> **EXERCISE INSTRUCTIONS**
Only one stretch of the data is wanted: the line containing "pub enum LookupMode", the line containing "for flag in", and every line between them, copied exactly.
[SOURCE RECORDS — start]
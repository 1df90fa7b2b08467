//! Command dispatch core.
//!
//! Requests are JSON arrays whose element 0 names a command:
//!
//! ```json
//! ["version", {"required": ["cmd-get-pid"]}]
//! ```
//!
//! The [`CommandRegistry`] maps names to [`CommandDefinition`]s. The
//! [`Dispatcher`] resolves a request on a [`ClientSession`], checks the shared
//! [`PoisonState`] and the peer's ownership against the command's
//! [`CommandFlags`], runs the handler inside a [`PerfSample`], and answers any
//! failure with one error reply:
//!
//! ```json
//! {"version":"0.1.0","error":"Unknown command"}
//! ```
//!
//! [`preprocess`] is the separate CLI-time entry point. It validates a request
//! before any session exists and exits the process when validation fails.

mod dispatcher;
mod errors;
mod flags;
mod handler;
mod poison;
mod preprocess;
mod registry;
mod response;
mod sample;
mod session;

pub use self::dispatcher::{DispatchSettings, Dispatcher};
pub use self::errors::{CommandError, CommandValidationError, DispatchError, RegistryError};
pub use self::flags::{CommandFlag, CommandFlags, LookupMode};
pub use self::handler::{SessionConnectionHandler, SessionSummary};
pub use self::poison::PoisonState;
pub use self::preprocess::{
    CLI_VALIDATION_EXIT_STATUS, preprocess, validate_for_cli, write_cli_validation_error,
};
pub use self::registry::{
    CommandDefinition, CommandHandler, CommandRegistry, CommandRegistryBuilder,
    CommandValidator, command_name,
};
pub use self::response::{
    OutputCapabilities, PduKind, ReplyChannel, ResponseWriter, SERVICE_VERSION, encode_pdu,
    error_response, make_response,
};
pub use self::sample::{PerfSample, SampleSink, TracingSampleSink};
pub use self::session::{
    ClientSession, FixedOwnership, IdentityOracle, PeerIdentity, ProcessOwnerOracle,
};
[SOURCE RECORDS — finish]
[SOURCE RECORDS — start]
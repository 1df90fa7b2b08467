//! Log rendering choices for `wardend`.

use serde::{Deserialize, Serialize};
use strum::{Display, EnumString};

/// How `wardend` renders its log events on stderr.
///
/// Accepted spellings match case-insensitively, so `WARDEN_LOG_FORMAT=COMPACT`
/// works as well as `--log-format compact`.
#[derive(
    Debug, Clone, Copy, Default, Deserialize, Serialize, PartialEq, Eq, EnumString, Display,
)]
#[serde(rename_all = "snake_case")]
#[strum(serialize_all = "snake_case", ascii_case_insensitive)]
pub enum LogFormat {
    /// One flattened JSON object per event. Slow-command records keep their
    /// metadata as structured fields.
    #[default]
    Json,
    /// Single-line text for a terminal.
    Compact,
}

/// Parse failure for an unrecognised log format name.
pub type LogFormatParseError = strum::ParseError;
[SOURCE RECORDS — finish]
[SOURCE RECORDS — start]
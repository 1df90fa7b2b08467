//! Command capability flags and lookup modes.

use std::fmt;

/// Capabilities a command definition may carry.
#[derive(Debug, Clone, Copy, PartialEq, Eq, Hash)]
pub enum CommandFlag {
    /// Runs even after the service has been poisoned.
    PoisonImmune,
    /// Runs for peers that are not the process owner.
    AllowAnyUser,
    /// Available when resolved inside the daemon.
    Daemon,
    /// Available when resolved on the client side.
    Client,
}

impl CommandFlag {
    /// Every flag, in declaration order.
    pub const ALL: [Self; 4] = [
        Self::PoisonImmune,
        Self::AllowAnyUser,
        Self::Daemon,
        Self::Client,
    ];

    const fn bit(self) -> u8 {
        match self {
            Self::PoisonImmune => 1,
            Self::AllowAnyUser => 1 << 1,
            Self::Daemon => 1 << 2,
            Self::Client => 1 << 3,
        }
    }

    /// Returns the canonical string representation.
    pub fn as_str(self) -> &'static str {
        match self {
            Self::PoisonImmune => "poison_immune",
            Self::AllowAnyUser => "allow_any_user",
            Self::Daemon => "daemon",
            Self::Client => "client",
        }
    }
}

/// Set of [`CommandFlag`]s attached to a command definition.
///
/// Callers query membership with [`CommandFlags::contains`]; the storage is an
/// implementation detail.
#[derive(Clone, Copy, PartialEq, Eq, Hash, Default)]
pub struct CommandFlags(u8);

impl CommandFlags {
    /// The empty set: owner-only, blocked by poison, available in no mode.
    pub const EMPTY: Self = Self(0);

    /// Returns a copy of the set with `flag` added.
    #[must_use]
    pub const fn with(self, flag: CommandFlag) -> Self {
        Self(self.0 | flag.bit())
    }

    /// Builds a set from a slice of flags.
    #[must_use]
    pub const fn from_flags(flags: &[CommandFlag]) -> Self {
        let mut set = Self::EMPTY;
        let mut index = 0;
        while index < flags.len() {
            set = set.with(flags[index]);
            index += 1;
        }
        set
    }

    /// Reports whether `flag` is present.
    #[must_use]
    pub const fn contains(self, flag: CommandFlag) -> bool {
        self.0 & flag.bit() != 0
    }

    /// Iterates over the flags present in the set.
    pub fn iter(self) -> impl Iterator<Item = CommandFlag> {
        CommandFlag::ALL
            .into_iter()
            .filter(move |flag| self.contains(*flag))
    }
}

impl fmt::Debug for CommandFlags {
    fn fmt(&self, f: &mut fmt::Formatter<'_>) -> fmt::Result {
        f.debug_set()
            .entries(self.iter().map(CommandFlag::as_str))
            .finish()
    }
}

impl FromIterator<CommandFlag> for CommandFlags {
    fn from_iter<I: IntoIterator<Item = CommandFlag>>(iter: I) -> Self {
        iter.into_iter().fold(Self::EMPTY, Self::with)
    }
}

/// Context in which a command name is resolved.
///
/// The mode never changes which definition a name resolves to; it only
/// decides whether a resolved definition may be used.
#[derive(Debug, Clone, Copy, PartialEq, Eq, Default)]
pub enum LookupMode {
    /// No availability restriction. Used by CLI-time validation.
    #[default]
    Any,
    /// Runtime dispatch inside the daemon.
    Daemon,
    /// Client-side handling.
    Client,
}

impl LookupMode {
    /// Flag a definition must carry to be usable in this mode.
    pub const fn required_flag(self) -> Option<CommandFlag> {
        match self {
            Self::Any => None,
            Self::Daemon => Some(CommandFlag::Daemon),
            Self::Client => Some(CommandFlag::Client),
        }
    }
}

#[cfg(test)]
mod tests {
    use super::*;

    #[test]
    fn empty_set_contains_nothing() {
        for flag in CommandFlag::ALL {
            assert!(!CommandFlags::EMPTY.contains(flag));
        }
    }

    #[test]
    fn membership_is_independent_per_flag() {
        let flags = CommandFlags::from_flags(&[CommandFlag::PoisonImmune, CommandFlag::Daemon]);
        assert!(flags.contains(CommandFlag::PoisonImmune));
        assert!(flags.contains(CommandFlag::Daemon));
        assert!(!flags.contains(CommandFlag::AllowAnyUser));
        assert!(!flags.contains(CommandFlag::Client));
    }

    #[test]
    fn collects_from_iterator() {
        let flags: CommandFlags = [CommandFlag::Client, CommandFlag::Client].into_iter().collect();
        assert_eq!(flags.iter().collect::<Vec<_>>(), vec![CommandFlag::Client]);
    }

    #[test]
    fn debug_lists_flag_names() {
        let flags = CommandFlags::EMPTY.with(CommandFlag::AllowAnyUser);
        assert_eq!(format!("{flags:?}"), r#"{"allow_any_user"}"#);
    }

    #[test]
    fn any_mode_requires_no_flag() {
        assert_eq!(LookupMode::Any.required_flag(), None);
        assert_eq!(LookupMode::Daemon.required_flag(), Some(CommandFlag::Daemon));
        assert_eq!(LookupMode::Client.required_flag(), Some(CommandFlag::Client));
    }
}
[SOURCE RECORDS — finish]
> **RESPONSE TO THIS EXERCISE**
pub enum LookupMode {
    /// No availability restriction. Used by CLI-time validation.
    #[default]
    Any,
    /// Runtime dispatch inside the daemon.
    Daemon,
    /// Client-side handling.
    Client,
}

impl LookupMode {
    /// Flag a definition must carry to be usable in this mode.
    pub const fn required_flag(self) -> Option<CommandFlag> {
        match self {
            Self::Any => None,
            Self::Daemon => Some(CommandFlag::Daemon),
            Self::Client => Some(CommandFlag::Client),
        }
    }
}

#[cfg(test)]
mod tests {
    use super::*;

    #[test]
    fn empty_set_contains_nothing() {
        for flag in CommandFlag::ALL {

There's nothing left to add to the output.